En ce jour de Newroz, le Nouvel an kurde, le chef emprisonné de la rébellion du Parti des travailleurs du Kurdistan (PKK), Abdullah Öcalan, a demandé à ses troupes de déposer les armes, un appel abondamment acclamé par la foule, venue des quatre coins du pays.
"C'est un jour historique pour les Kurdes, pour la Turquie et pour le monde. Notre chef aujourd'hui a pu parler. Et quand Öcalan dit quelque chose, on est 100% derrière", déclare Nusrettin Pudak, un retraité de Diyarbakir.

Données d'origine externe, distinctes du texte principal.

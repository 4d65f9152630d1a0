//! # Circuit Breaker Manager
//!
//! Owns one named circuit breaker per protected call-site. Breakers are created
//! lazily from the default configuration or a per-component override.

use crate::config::CircuitBreakerSettings;
use crate::resilience::{CircuitBreaker, CircuitBreakerMetrics, SystemCircuitBreakerMetrics};
use dashmap::DashMap;
use std::sync::Arc;
use tracing::{info, warn};

#[derive(Debug, Default)]
pub struct CircuitBreakerManager {
    circuit_breakers: DashMap<String, Arc<CircuitBreaker>>,
    settings: CircuitBreakerSettings,
}

impl CircuitBreakerManager {
    pub fn from_config(settings: &CircuitBreakerSettings) -> Self {
        info!(
            overrides = settings.component_configs.len(),
            "Initializing circuit breaker manager"
        );

        Self {
            circuit_breakers: DashMap::new(),
            settings: settings.clone(),
        }
    }

    /// Get or create the circuit breaker for a component
    pub fn get_circuit_breaker(&self, component_name: &str) -> Arc<CircuitBreaker> {
        if let Some(breaker) = self.circuit_breakers.get(component_name) {
            return Arc::clone(breaker.value());
        }

        let breaker = self
            .circuit_breakers
            .entry(component_name.to_string())
            .or_insert_with(|| {
                let config = self.settings.config_for_component(component_name);
                Arc::new(CircuitBreaker::new(component_name, config))
            });

        Arc::clone(breaker.value())
    }

    pub fn list_components(&self) -> Vec<String> {
        self.circuit_breakers
            .iter()
            .map(|entry| entry.key().clone())
            .collect()
    }

    pub fn get_component_metrics(&self, component_name: &str) -> Option<CircuitBreakerMetrics> {
        self.circuit_breakers
            .get(component_name)
            .map(|breaker| breaker.metrics())
    }

    pub fn get_system_metrics(&self) -> SystemCircuitBreakerMetrics {
        let mut system_metrics = SystemCircuitBreakerMetrics::new();
        for entry in self.circuit_breakers.iter() {
            system_metrics.add_circuit_breaker(entry.key().clone(), entry.value().metrics());
        }
        system_metrics
    }

    /// Reset every breaker to closed (administrative recovery)
    pub fn reset_all(&self) {
        warn!("🚨 Resetting all circuit breakers");
        for entry in self.circuit_breakers.iter() {
            entry.value().reset();
        }
    }

    pub fn remove_circuit_breaker(&self, component_name: &str) -> bool {
        let removed = self.circuit_breakers.remove(component_name).is_some();
        if removed {
            info!(component = component_name, "Removed circuit breaker");
        }
        removed
    }
}

#[cfg(test)]
mod tests {
    use super::*;
    use crate::resilience::{CircuitBreakerConfig, CircuitState};
    use std::collections::HashMap;

    fn settings() -> CircuitBreakerSettings {
        let mut component_configs = HashMap::new();
        component_configs.insert(
            "marketplace".to_string(),
            CircuitBreakerConfig {
                failure_threshold: 1,
                open_timeout_ms: 60_000,
                half_open_probe_limit: 1,
            },
        );
        CircuitBreakerSettings {
            default_config: CircuitBreakerConfig::default(),
            component_configs,
        }
    }

    #[tokio::test]
    async fn test_breakers_are_shared_per_component() {
        let manager = CircuitBreakerManager::from_config(&settings());

        let first = manager.get_circuit_breaker("analytics");
        let second = manager.get_circuit_breaker("analytics");
        assert!(Arc::ptr_eq(&first, &second));
        assert_eq!(first.config().failure_threshold, 5);

        let marketplace = manager.get_circuit_breaker("marketplace");
        assert_eq!(marketplace.config().failure_threshold, 1);

        let mut components = manager.list_components();
        components.sort();
        assert_eq!(components, vec!["analytics", "marketplace"]);
    }

    #[tokio::test]
    async fn test_system_metrics_and_reset_all() {
        let manager = CircuitBreakerManager::from_config(&settings());
        let marketplace = manager.get_circuit_breaker("marketplace");

        let _ = marketplace.execute(|| async { Err::<(), _>("down") }).await;
        assert_eq!(marketplace.state(), CircuitState::Open);

        let summary = manager.get_system_metrics().count_by_state();
        assert_eq!(summary.get(&CircuitState::Open), Some(&1));

        manager.reset_all();
        assert_eq!(marketplace.state(), CircuitState::Closed);
        assert!(manager.remove_circuit_breaker("marketplace"));
        assert!(manager.get_component_metrics("marketplace").is_none());
    }
}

Pourtant, quand on lui demande s'il espère la paix, le vieil homme à la tenue martiale --pantalon bouffant et veste kaki-- ne cache pas ses doutes. "Je ne suis pas optimiste. La paix, j'y croirai peut-être quand un Kurde sera traité de la même façon qu'un Turc dans un tribunal", commente-t-il.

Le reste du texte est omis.